En el transcurso de su conferencia, Derrida va a sostener algo más que interesante. Descartes no estaría excluyendo a la locura en ese momento de la duda metódica por las razones que Foucault supone. Más bien sería porque el argumento del sueño y el del Genio Maligno son aún más fuertes. Es decir, para el lector de Descartes, es claro que un loco puede suponer que su cuerpo es de vidrio, pero eso no pone en duda el edificio del conocimiento. Ahora bien, esa persona razonable que está leyendo a Descartes puede fácilmente reconocer en sí mismo que todas las noches cuando sueña, cree como reales, como verdaderas, todas las extravagancias que se le presentan y no es nada sencillo establecer una distinción precisa entre sueño y vigilia. Además afirma Derrida -y ésta es la parte más importante de su interpretación- el momento (no temporal, sino ontológico) mismo del 'Cogito, ergo sum', de la certeza indubitable, es el momento de la inclusión de la locura en el pensamiento. Allí, aunque el Genio Maligno me haga pensar cualquier disparate, que dos más dos son cinco o que las estrellas gritan su hastío de muerte siempre demorada, sigo estando seguro de que yo pienso. Aún no puedo distinguir entre ideas claras y distintas u oscuras y confusas. Todo lo que se me presente es para mí un pensamiento, una cogitatio. Sobre este basamento firme Descartes construirá el nuevo edificio de la filosofía y de la ciencia modernas. Pero allí, en su propia base, quedó atrapada la posibilidad de cualquier extravagancia. El Cogito no excluye de ningún modo a la locura, ese va a ser el papel de Dios, a quien Descartes va a llamar en su auxilio, para esta actividad de distinguir, de discriminar de separar y echar luz allí donde habitaba lo confuso o lo imposible.

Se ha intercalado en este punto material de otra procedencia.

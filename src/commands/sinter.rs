use async_trait::async_trait;
use bytes::Bytes;

use crate::commands::executable::{Context, Executable};
use crate::commands::CommandParser;
use crate::frame::Frame;
use crate::utils::sets;
use crate::Error;

/// Returns the members of the set resulting from the intersection of all the given sets. A
/// missing key makes the result empty.
///
/// Ref: <https://redis.io/docs/latest/commands/sinter/>
#[derive(Debug, PartialEq)]
pub struct Sinter {
    pub keys: Vec<Bytes>,
}

#[async_trait]
impl Executable for Sinter {
    async fn exec(self, ctx: &mut Context<'_>) -> Result<Frame, Error> {
        let members = sets::intersection(ctx.db().sets.members_of(&self.keys).await?);

        Ok(Frame::Array(members.into_iter().map(Frame::Bulk).collect()))
    }
}

impl TryFrom<&mut CommandParser> for Sinter {
    type Error = Error;

    fn try_from(parser: &mut CommandParser) -> Result<Self, Self::Error> {
        let keys = parser.remaining();

        Ok(Self { keys })
    }
}

#[cfg(test)]
mod tests {
    use super::*;
    use crate::commands::Command;
    use crate::dispatcher::Dispatcher;
    use crate::session::Session;

    #[tokio::test]
    async fn intersection_of_sets() {
        let dispatcher = Dispatcher::default();
        let mut session = Session::default();

        let frame = Frame::Array(vec![
            Frame::Bulk(Bytes::from("SINTER")),
            Frame::Bulk(Bytes::from("key1")),
            Frame::Bulk(Bytes::from("key2")),
        ]);
        let cmd = Command::try_from(frame).unwrap();

        assert_eq!(
            cmd,
            Command::Sinter(Sinter {
                keys: vec![Bytes::from("key1"), Bytes::from("key2")],
            })
        );

        let sets = &dispatcher.keyspace().database(0).sets;
        sets.add(
            &Bytes::from("key1"),
            vec![Bytes::from("a"), Bytes::from("b"), Bytes::from("c")],
        )
        .await
        .unwrap();
        sets.add(
            &Bytes::from("key2"),
            vec![Bytes::from("c"), Bytes::from("d"), Bytes::from("e")],
        )
        .await
        .unwrap();

        let res = dispatcher.execute(cmd, &mut session).await.unwrap();
        assert_eq!(res, Frame::Array(vec![Frame::Bulk(Bytes::from("c"))]));

        let cmd = Command::Sinter(Sinter {
            keys: vec![Bytes::from("key1"), Bytes::from("missing")],
        });
        let res = dispatcher.execute(cmd, &mut session).await.unwrap();
        assert_eq!(res, Frame::Array(vec![]));
    }
}
use async_trait::async_trait;
use bytes::Bytes;

use crate::commands::executable::{Context, Executable};
use crate::commands::{CommandParser, CommandParserError};
use crate::frame::Frame;
use crate::Error;

/// Decrements the number stored at key by decrement. If the key does not exist, it is set to 0
/// before performing the operation.
///
/// Ref: <https://redis.io/docs/latest/commands/decrby/>
#[derive(Debug, PartialEq)]
pub struct DecrBy {
    pub key: Bytes,
    pub decrement: i64,
}

#[async_trait]
impl Executable for DecrBy {
    async fn exec(self, ctx: &mut Context<'_>) -> Result<Frame, Error> {
        let value = ctx.db().strings.incr_by(&self.key, -self.decrement).await?;

        Ok(Frame::Integer(value))
    }
}

impl TryFrom<&mut CommandParser> for DecrBy {
    type Error = Error;

    fn try_from(parser: &mut CommandParser) -> Result<Self, Self::Error> {
        let key = parser.next_bytes()?;
        let decrement = parser.next_integer()?;

        // Negating it would not fit.
        if decrement == i64::MIN {
            return Err(CommandParserError::invalid("decrement would overflow").into());
        }

        Ok(Self { key, decrement })
    }
}
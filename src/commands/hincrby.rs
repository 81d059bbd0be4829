use async_trait::async_trait;
use bytes::Bytes;

use crate::commands::executable::{Context, Executable};
use crate::commands::CommandParser;
use crate::frame::Frame;
use crate::Error;

/// Increments the number stored at field in the hash stored at key by increment. A missing
/// field is set to 0 before the operation is performed.
///
/// Ref: <https://redis.io/docs/latest/commands/hincrby/>
#[derive(Debug, PartialEq)]
pub struct HincrBy {
    pub key: Bytes,
    pub field: Bytes,
    pub increment: i64,
}

#[async_trait]
impl Executable for HincrBy {
    async fn exec(self, ctx: &mut Context<'_>) -> Result<Frame, Error> {
        let value = ctx
            .db()
            .hashes
            .incr_by(&self.key, &self.field, self.increment)
            .await?;

        Ok(Frame::Integer(value))
    }
}

impl TryFrom<&mut CommandParser> for HincrBy {
    type Error = Error;

    fn try_from(parser: &mut CommandParser) -> Result<Self, Self::Error> {
        let key = parser.next_bytes()?;
        let field = parser.next_bytes()?;
        let increment = parser.next_integer()?;

        Ok(Self {
            key,
            field,
            increment,
        })
    }
}
use async_trait::async_trait;
use bytes::Bytes;

use crate::commands::executable::{Context, Executable};
use crate::commands::{CommandParser, CommandParserError};
use crate::frame::Frame;
use crate::Error;

/// Returns random members of the set stored at key without removing them. A positive count
/// returns distinct members, a negative one allows the same member several times.
///
/// Ref: <https://redis.io/docs/latest/commands/srandmember/>
#[derive(Debug, PartialEq)]
pub struct Srandmember {
    pub key: Bytes,
    pub count: i64,
}

#[async_trait]
impl Executable for Srandmember {
    async fn exec(self, ctx: &mut Context<'_>) -> Result<Frame, Error> {
        let members = ctx
            .db()
            .sets
            .random_members(&self.key, self.count)
            .await?;

        Ok(Frame::Array(members.into_iter().map(Frame::Bulk).collect()))
    }
}

impl TryFrom<&mut CommandParser> for Srandmember {
    type Error = Error;

    fn try_from(parser: &mut CommandParser) -> Result<Self, Self::Error> {
        let key = parser.next_bytes()?;
        let count = parser.next_integer()?;
        if count < -(i64::MAX / 2) {
            return Err(CommandParserError::invalid("value is out of range").into());
        }

        Ok(Self { key, count })
    }
}
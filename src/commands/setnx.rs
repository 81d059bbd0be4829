use async_trait::async_trait;
use bytes::Bytes;

use crate::commands::executable::{Context, Executable};
use crate::commands::CommandParser;
use crate::frame::Frame;
use crate::Error;

/// Set key to hold string value if key does not exist. In that case, it is equal to SET. When key
/// already holds a value, no operation is performed.
///
/// Ref: <https://redis.io/docs/latest/commands/setnx/>
#[derive(Debug, PartialEq)]
pub struct Setnx {
    pub key: Bytes,
    pub value: Bytes,
}

#[async_trait]
impl Executable for Setnx {
    async fn exec(self, ctx: &mut Context<'_>) -> Result<Frame, Error> {
        let written = ctx
            .db()
            .strings
            .set_if_absent(&self.key, self.value, None)
            .await?;

        Ok(Frame::Integer(written as i64))
    }
}

impl TryFrom<&mut CommandParser> for Setnx {
    type Error = Error;

    fn try_from(parser: &mut CommandParser) -> Result<Self, Self::Error> {
        let key = parser.next_bytes()?;
        let value = parser.next_bytes()?;

        Ok(Self { key, value })
    }
}

#[cfg(test)]
mod tests {
    use super::*;
    use crate::commands::Command;
    use crate::dispatcher::Dispatcher;
    use crate::session::Session;

    #[tokio::test]
    async fn only_the_first_write_wins() {
        let dispatcher = Dispatcher::default();
        let mut session = Session::default();

        let frame = Frame::Array(vec![
            Frame::Bulk(Bytes::from("SETNX")),
            Frame::Bulk(Bytes::from("key1")),
            Frame::Bulk(Bytes::from("1")),
        ]);
        let cmd = Command::try_from(frame).unwrap();

        assert_eq!(
            cmd,
            Command::Setnx(Setnx {
                key: Bytes::from("key1"),
                value: Bytes::from("1"),
            })
        );

        let res = dispatcher.execute(cmd, &mut session).await.unwrap();
        assert_eq!(res, Frame::Integer(1));

        let cmd = Command::Setnx(Setnx {
            key: Bytes::from("key1"),
            value: Bytes::from("2"),
        });
        let res = dispatcher.execute(cmd, &mut session).await.unwrap();
        assert_eq!(res, Frame::Integer(0));

        let value = dispatcher
            .keyspace()
            .database(0)
            .strings
            .get(&Bytes::from("key1"))
            .await
            .unwrap();
        assert_eq!(value, Some(Bytes::from("1")));
    }
}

¿Quién separa si no el sueño de la vigilia como pide Alejandra? ¿No es acaso el mismo que separa el cielo de la tierra, las tinieblas de la oscuridad? ¿No es aquel que lo hace mediante el Verbo? ¿No es acaso Dios el Verbo? El Verbo que distingue y que sustantiviza. ¿Cómo no volver loco al Verbo, si retornamos, si no pudimos nunca salir de aquel momento donde quedó instaurado de una vez y para siempre un Cogito desnudo?

"Hablo como en mí se habla. No mi voz obstinada en parecer una voz humana sino la otra que atestigua que no he cesado de morar en el bosque."

Alejandra Pizarnik. Extracción de la piedra de la locura.